_Action item_
In the entries that follow, find each line with the word "points" and copy it.

_Supplied entries_
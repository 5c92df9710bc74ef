use crate::math::distance_2d::point_dist;
use crate::math::polygon_2d::point_in_polygon_2d;
use crate::math::Point2;
use crate::plan::RoomPolygon;

use super::context::PlacementContext;

/// Candidate priority tier. Ordered: `Critical > High > Normal`.
///
/// Priority controls both selection order and how aggressively a candidate
/// is protected from deduplication.
#[derive(Debug, Clone, Copy, PartialEq, Eq, PartialOrd, Ord, Hash)]
pub enum Priority {
    Normal,
    High,
    Critical,
}

/// A placement candidate accumulated during generation.
#[derive(Debug, Clone, Copy, PartialEq)]
pub struct Candidate {
    pub point: Point2,
    pub priority: Priority,
}

/// The shared candidate accumulator.
///
/// All rooms and all generation passes write into one set; candidates are
/// append-only here, and only the final selector discards them. The set
/// enforces the accumulation contract:
///
/// - non-finite points are rejected silently;
/// - a hard dedup distance applies to every add, regardless of priority;
/// - high/normal adds are additionally rejected within a soft threshold of
///   any existing candidate, so softer candidates keep more distance;
/// - critical adds bypass the soft threshold — a room centroid or a
///   coverage correction must never be dropped because a stray normal
///   point landed nearby;
/// - when a placement area is enabled, points outside it never accumulate.
#[derive(Debug)]
pub struct CandidateSet {
    candidates: Vec<Candidate>,
    hard_dedup_px: f64,
    soft_dedup_px: f64,
    placement_area: Option<RoomPolygon>,
}

impl CandidateSet {
    /// Creates an empty set with thresholds from the context.
    #[must_use]
    pub fn new(ctx: &PlacementContext<'_>) -> Self {
        let placement_area = if ctx.options.placement_area_enabled {
            ctx.options.placement_area.clone()
        } else {
            None
        };
        Self {
            candidates: Vec::new(),
            hard_dedup_px: ctx.hard_dedup_px,
            soft_dedup_px: ctx.soft_dedup_px,
            placement_area,
        }
    }

    /// Attempts to add a candidate; returns whether it was accepted.
    ///
    /// `custom_threshold` overrides the default soft dedup distance for
    /// high/normal priorities; critical candidates ignore it entirely.
    pub fn add(&mut self, point: Point2, priority: Priority, custom_threshold: Option<f64>) -> bool {
        if !point.x.is_finite() || !point.y.is_finite() {
            return false;
        }
        if let Some(area) = &self.placement_area {
            if !point_in_polygon_2d(&point, area) {
                return false;
            }
        }

        for existing in &self.candidates {
            if point_dist(&existing.point, &point) < self.hard_dedup_px {
                return false;
            }
        }

        if priority != Priority::Critical {
            let threshold = custom_threshold.unwrap_or(self.soft_dedup_px);
            for existing in &self.candidates {
                if point_dist(&existing.point, &point) < threshold {
                    return false;
                }
            }
        }

        self.candidates.push(Candidate { point, priority });
        true
    }

    /// Distance from `point` to the nearest accumulated candidate.
    #[must_use]
    pub fn min_dist_to(&self, point: &Point2) -> Option<f64> {
        self.candidates
            .iter()
            .map(|c| point_dist(&c.point, point))
            .min_by(|a, b| a.partial_cmp(b).unwrap_or(std::cmp::Ordering::Equal))
    }

    /// Number of candidates within `dist` of `point`.
    #[must_use]
    pub fn count_within(&self, point: &Point2, dist: f64) -> usize {
        self.candidates
            .iter()
            .filter(|c| point_dist(&c.point, point) < dist)
            .count()
    }

    /// Whether any candidate of at least `min_priority` lies within `dist`.
    #[must_use]
    pub fn has_priority_within(&self, point: &Point2, dist: f64, min_priority: Priority) -> bool {
        self.candidates
            .iter()
            .any(|c| c.priority >= min_priority && point_dist(&c.point, point) < dist)
    }

    /// The accumulated candidates in insertion order.
    #[must_use]
    pub fn as_slice(&self) -> &[Candidate] {
        &self.candidates
    }

    /// Consumes the set, returning candidates in insertion order.
    #[must_use]
    pub fn into_candidates(self) -> Vec<Candidate> {
        self.candidates
    }

    #[must_use]
    pub fn len(&self) -> usize {
        self.candidates.len()
    }

    #[must_use]
    pub fn is_empty(&self) -> bool {
        self.candidates.is_empty()
    }
}
use thiserror::Error;

/// Top-level error type for the Ankora placement engine.
#[derive(Debug, Error)]
pub enum AnkoraError {
    #[error(transparent)]
    Config(#[from] ConfigError),

    #[error(transparent)]
    Geometry(#[from] GeometryError),
}

/// Errors related to placement configuration.
#[derive(Debug, Error)]
pub enum ConfigError {
    #[error("scale ratio must be positive, got {0}")]
    InvalidScaleRatio(f64),

    #[error("option {option} = {value} is out of range [{min}, {max}]")]
    OptionOutOfRange {
        option: &'static str,
        value: f64,
        min: f64,
        max: f64,
    },

    #[error("placement area needs at least 3 vertices, got {0}")]
    DegeneratePlacementArea(usize),
}

/// Errors related to geometric computations in the built-in services.
#[derive(Debug, Error)]
pub enum GeometryError {
    #[error("degenerate geometry: {0}")]
    Degenerate(String),

    #[error("triangulation failed: {0}")]
    Triangulation(String),
}

/// Convenience type alias for results using [`AnkoraError`].
pub type Result<T> = std::result::Result<T, AnkoraError>;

_Final answer_
/// - non-finite points are rejected silently;
/// - when a placement area is enabled, points outside it never accumulate.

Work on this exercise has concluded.